Hawk Mountain Sarkis Acopian Director of Conservation Science
An e-mail from birding phenom Noah Strycker earlier this week reminded me just how interconnected our natural world of vultures really is. Noah’s recent “big-year” book Birding Without Borders has made him an international birding super-star, and that is what brought him to Hawk Mountain for a fall lecture last autumn. While at Hawk Mountain, Noah mentioned that he would leading a birding cruise in and around the Falkland Islands in March 2018, and I suggested that he be on the lookout for our color-banded striated caracaras there. (You may recall that we have banded more than 1200 of these enigmatic raptors over the past eight years on the Falklands, and I was certain Noah would spot one or more of them on his visit.) And indeed he did–R36 yellow, a juvenile we had banded on one island last summer, was seen by Noah almost 20 miles away on another island, a sighting that adds significantly to our knowledge of movement ecology in the species.
Noah, who was traveling on the M/V Ocean Adventurer, chartered by Quark Expeditions on a 33-day Atlantic Islands voyage from Ushuaia to Cape Verde, stopped for the day on March 13, and he and some others on the tour went to Gypsy Cove near Stanley to look for birds. They spotted two wing-tagged turkey vultures, a species we have studying and tagging in the Falklands since 2006. One was tagged with number 10 yellow, the other with 37 yellow, two individuals that had been tagged as adults on two successive days in early July 2010 at a municipal garbage tip near Stanley. That the two were still hanging around together more than seven years later is testimony to the longevity of the tags (take a look at them on the accompanying photos), as well as to the relationship of the two birds involved, both of which most likely roost with dozens of other turkey vultures on one of two small tussac islands near by.
Although we’ve had hundreds of reports of many of the 52 vultures we have tagged in the Falklands, Noah’s observations are the first in several years to report two birds simultaneously.

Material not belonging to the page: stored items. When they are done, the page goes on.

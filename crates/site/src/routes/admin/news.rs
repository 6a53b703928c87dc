//! News articles, covers and article images.

use axum::{
    Json,
    extract::{Multipart, Path, State},
};
use chrono::{DateTime, NaiveDate, Utc};
use serde::Deserialize;
use serde_json::Value;
use tracing::instrument;

use lakeside_core::{MediaItemId, NewsId};

use super::success;
use crate::db::{MediaRepository, NewsRepository};
use crate::error::{AppError, Result};
use crate::middleware::RequireAdminAuth;
use crate::models::media::{MediaItem, MediaKind};
use crate::models::news::{NewsArticle, NewsDraft};
use crate::routes::forms::{Flag, FormOrJson, UploadForm};
use crate::services::news::Newsroom;
use crate::services::pages::ArticleWithImages;
use crate::state::AppState;

pub(crate) fn newsroom(
    state: &AppState,
) -> Newsroom<'_, NewsRepository<'_>, MediaRepository<'_>> {
    Newsroom::new(
        NewsRepository::new(state.pool()),
        MediaRepository::new(state.pool(), MediaKind::News),
        state.uploads(),
    )
}

/// Article fields. Missing fields keep their current value on update.
#[derive(Debug, Default, Deserialize)]
#[serde(default, rename_all = "camelCase")]
pub struct NewsForm {
    pub title: Option<String>,
    pub content: Option<String>,
    pub excerpt: Option<String>,
    pub author: Option<String>,
    pub featured: Option<Flag>,
    pub published: Option<Flag>,
    /// RFC 3339 timestamp or a plain `YYYY-MM-DD` date.
    pub publish_date: Option<String>,
}

fn parse_publish_date(value: &str) -> Result<Option<DateTime<Utc>>> {
    let value = value.trim();
    if value.is_empty() {
        return Ok(None);
    }
    if let Ok(at) = DateTime::parse_from_rfc3339(value) {
        return Ok(Some(at.with_timezone(&Utc)));
    }
    NaiveDate::parse_from_str(value, "%Y-%m-%d")
        .ok()
        .and_then(|date| date.and_hms_opt(0, 0, 0))
        .map(|at| Some(at.and_utc()))
        .ok_or_else(|| AppError::BadRequest("Invalid publish date".to_owned()))
}

fn keep(field: Option<String>, current: Option<&String>) -> String {
    field.or_else(|| current.cloned()).unwrap_or_default()
}

fn flag(field: Option<Flag>, current: bool) -> bool {
    field.map_or(current, |flag| flag.is_set())
}

impl NewsForm {
    /// Draft from the submitted fields, falling back to `current`.
    fn into_draft(self, current: Option<&NewsArticle>) -> Result<NewsDraft> {
        let publish_date = match self.publish_date.as_deref() {
            Some(value) => parse_publish_date(value)?,
            None => None,
        };
        Ok(NewsDraft {
            title: keep(self.title, current.map(|a| &a.title)),
            content: keep(self.content, current.map(|a| &a.content)),
            excerpt: keep(self.excerpt, current.map(|a| &a.excerpt)),
            author: keep(self.author, current.map(|a| &a.author)),
            featured: flag(self.featured, current.is_some_and(|a| a.featured)),
            published: flag(self.published, current.is_some_and(|a| a.published)),
            publish_date,
        })
    }
}

/// Every article, published or not.
///
/// GET /admin/news
///
/// # Errors
///
/// Returns 500 if the query fails.
pub async fn list(
    _admin: RequireAdminAuth,
    State(state): State<AppState>,
) -> Result<Json<Vec<NewsArticle>>> {
    Ok(Json(newsroom(&state).list_all().await?))
}

/// POST /admin/news
///
/// # Errors
///
/// Returns 400 if title or content is blank or the date is malformed.
#[instrument(skip_all)]
pub async fn create(
    _admin: RequireAdminAuth,
    State(state): State<AppState>,
    FormOrJson(form): FormOrJson<NewsForm>,
) -> Result<Json<NewsArticle>> {
    let draft = form.into_draft(None)?;
    Ok(Json(newsroom(&state).create(draft).await?))
}

/// GET /admin/news/{id}
///
/// # Errors
///
/// Returns 404 for an unknown id.
pub async fn show(
    _admin: RequireAdminAuth,
    State(state): State<AppState>,
    Path(id): Path<NewsId>,
) -> Result<Json<ArticleWithImages>> {
    let (article, images) = newsroom(&state).get_with_images(id).await?;
    Ok(Json(ArticleWithImages { article, images }))
}

/// PUT /admin/news/{id}
///
/// # Errors
///
/// Returns 400 if title or content ends up blank, 404 for an unknown id.
#[instrument(skip(_admin, state, form))]
pub async fn update(
    _admin: RequireAdminAuth,
    State(state): State<AppState>,
    Path(id): Path<NewsId>,
    FormOrJson(form): FormOrJson<NewsForm>,
) -> Result<Json<NewsArticle>> {
    let news = newsroom(&state);
    let current = news.get(id).await?;
    let draft = form.into_draft(Some(&current))?;
    Ok(Json(news.update(id, draft).await?))
}

/// Delete an article with its cover and images.
///
/// DELETE /admin/news/{id}
///
/// # Errors
///
/// Returns 500 if a query fails.
pub async fn remove(
    _admin: RequireAdminAuth,
    State(state): State<AppState>,
    Path(id): Path<NewsId>,
) -> Result<Json<Value>> {
    newsroom(&state).delete(id).await?;
    Ok(success())
}

/// POST /admin/news/{id}/cover
///
/// # Errors
///
/// Returns 400 for a missing or non-image file, 404 for an unknown id.
#[instrument(skip(_admin, state, body))]
pub async fn set_cover(
    _admin: RequireAdminAuth,
    State(state): State<AppState>,
    Path(id): Path<NewsId>,
    body: Multipart,
) -> Result<Json<NewsArticle>> {
    let file = UploadForm::read(body).await?.take_one("cover", "Cover image")?;
    Ok(Json(newsroom(&state).set_cover(id, file).await?))
}

/// GET /admin/news/{id}/images
///
/// # Errors
///
/// Returns 500 if the query fails.
pub async fn list_images(
    _admin: RequireAdminAuth,
    State(state): State<AppState>,
    Path(id): Path<NewsId>,
) -> Result<Json<Vec<MediaItem>>> {
    Ok(Json(newsroom(&state).list_images(id).await?))
}

/// POST /admin/news/{id}/images
///
/// # Errors
///
/// Returns 400 for more than 20 files, 404 for an unknown article.
#[instrument(skip(_admin, state, body))]
pub async fn add_images(
    _admin: RequireAdminAuth,
    State(state): State<AppState>,
    Path(id): Path<NewsId>,
    body: Multipart,
) -> Result<Json<Vec<MediaItem>>> {
    let files = UploadForm::read(body).await?.take_all("images");
    Ok(Json(newsroom(&state).add_images(id, files).await?))
}

#[derive(Debug, Default, Deserialize)]
#[serde(default)]
pub struct CaptionForm {
    pub caption: String,
}

/// PUT /admin/news/images/{image_id}/caption
///
/// # Errors
///
/// Returns 404 for an unknown image.
pub async fn update_caption(
    _admin: RequireAdminAuth,
    State(state): State<AppState>,
    Path(image_id): Path<MediaItemId>,
    FormOrJson(form): FormOrJson<CaptionForm>,
) -> Result<Json<MediaItem>> {
    let image = newsroom(&state)
        .update_caption(image_id, &form.caption)
        .await?;
    Ok(Json(image))
}

/// DELETE /admin/news/images/{image_id}
///
/// # Errors
///
/// Returns 500 if the query fails.
pub async fn delete_image(
    _admin: RequireAdminAuth,
    State(state): State<AppState>,
    Path(image_id): Path<MediaItemId>,
) -> Result<Json<Value>> {
    newsroom(&state).delete_image(image_id).await?;
    Ok(success())
}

Somewhat surprisingly, most of the tagged birds have remained near Stanley (and the dump) confirming that human rubbish plays an important role in the diets of these birds. I say “confirming” because a study of regurgitation pellets from turkey vultures collected by Amélie Augé of the South Atlantic Environmental Research Institute suggests a strong rubbish relationship. Amélie collected her pellets in and around Stanley in 2015 and published her work in the journal Polar Biology in 2016. Most of the regurgitation pellets she collected contained “anthropogenic debris,” including plastic, glass, paper, fabric, and/or aluminum in addition to more natural remains. The relatively low human density of the Falklands (fewer than 3,000 on an archipelago the size of Connecticut) emphasizes the extent to which even small numbers of people can influence and contaminate the diets of raptors even on relatively remote areas.
I look forward to re-connecting with yellow 10 and yellow 37, as well as other wing-tagged turkey vultures on my next visit to the Falklands in August. Assuming I do re-connect, I will let you know.